🤖 AI Summary
To address the constraints of computation, memory, and labeled data for adapting pre-trained models on edge devices, this paper proposes a lightweight, gradient-free, and label-free layer selection method. The core innovation lies in the first application of Topological Data Analysis (TDA) to model adaptation: leveraging Betti numbers—computed from the activation spaces of individual layers during forward propagation—to quantify structural complexity and learning potential, thereby enabling gradient-free layer importance ranking. By eliminating reliance on backpropagation and meta-training, the method identifies highly adaptable layers via a single forward pass and selectively re-trains them.
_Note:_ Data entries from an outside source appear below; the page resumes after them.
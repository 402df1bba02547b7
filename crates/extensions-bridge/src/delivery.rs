//! Delivery policies on top of [`TabHost`].
//!
//! Fire-and-forget notifications swallow every failure. Request/response
//! calls get one re-injection and retry when the tab has no runtime.

use tracing::{debug, info, warn};

use crate::config::BridgeConfig;
use crate::errors::BridgeError;
use crate::host::TabHost;
use crate::messages::{BridgeResponse, PageRequest, TabId};

/// Send without caring about the outcome. Returns whether it was delivered.
pub async fn notify_best_effort(host: &dyn TabHost, tab: TabId, request: PageRequest) -> bool {
    let action = request.action();
    match host.send(tab, request).await {
        Ok(_) => true,
        Err(err) => {
            debug!(%tab, action, error = %err, "Best-effort message dropped");
            false
        }
    }
}

/// Make sure a runtime answers `ping` in `tab`, injecting one if needed.
pub async fn ensure_injected(host: &dyn TabHost, tab: TabId) -> Result<(), BridgeError> {
    match host.send(tab, PageRequest::Ping).await {
        Ok(response) if response.is_pong() => return Ok(()),
        Ok(_) => debug!(%tab, "Ping answered without pong"),
        Err(BridgeError::UnknownTab(tab)) => return Err(BridgeError::UnknownTab(tab)),
        Err(err) => debug!(%tab, error = %err, "Ping failed"),
    }
    match host.inject(tab).await {
        Ok(()) => {
            info!(%tab, "Page runtime injected");
            Ok(())
        }
        Err(err) => {
            warn!(%tab, error = %err, "Failed to inject page runtime");
            Err(err)
        }
    }
}

/// Send `request`; when the tab is unreachable inject once and retry.
pub async fn request_with_reinject(
    host: &dyn TabHost,
    config: &BridgeConfig,
    tab: TabId,
    request: PageRequest,
) -> Result<BridgeResponse, BridgeError> {
    match host.send(tab, request.clone()).await {
        Err(err) if err.is_unreachable() => {
            debug!(%tab, action = request.action(), "Retrying after injection");
            host.inject(tab).await?;
            if !config.settle_after_inject.is_zero() {
                tokio::time::sleep(config.settle_after_inject).await;
            }
            host.send(tab, request).await
        }
        other => other,
    }
}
Evaluated across 16 model-dataset combinations, it achieves an average 5% improvement in classification accuracy and reduces peak memory usage by 40%, significantly outperforming existing gradient-based adaptation approaches.
📝 Abstract
To utilize pre-trained neural networks on edge and mobile devices, we often require efficient adaptation to user-specific runtime data distributions while operating under limited compute and memory resources. On-device retraining with a target dataset can facilitate such adaptations; however, it remains impractical due to the increasing depth of modern neural nets, as well as the computational overhead associated with gradient-based optimization across all layers. Current approaches reduce training cost by selecting a subset of layers for retraining, however, they rely on labeled data, at least one full-model backpropagation, or server-side meta-training; limiting their suitability for constrained devices. We introduce AdaBet, a gradient-free layer selection approach to rank important layers by analyzing topological features of their activation spaces through Betti Numbers and using forward passes alone. AdaBet allows selecting layers with high learning capacity, which are important for retraining and adaptation, without requiring labels or gradients. Evaluating AdaBet on sixteen pairs of benchmark models and datasets, shows AdaBet achieves an average gain of 5% more classification accuracy over gradient-based baselines while reducing average peak memory consumption by 40%.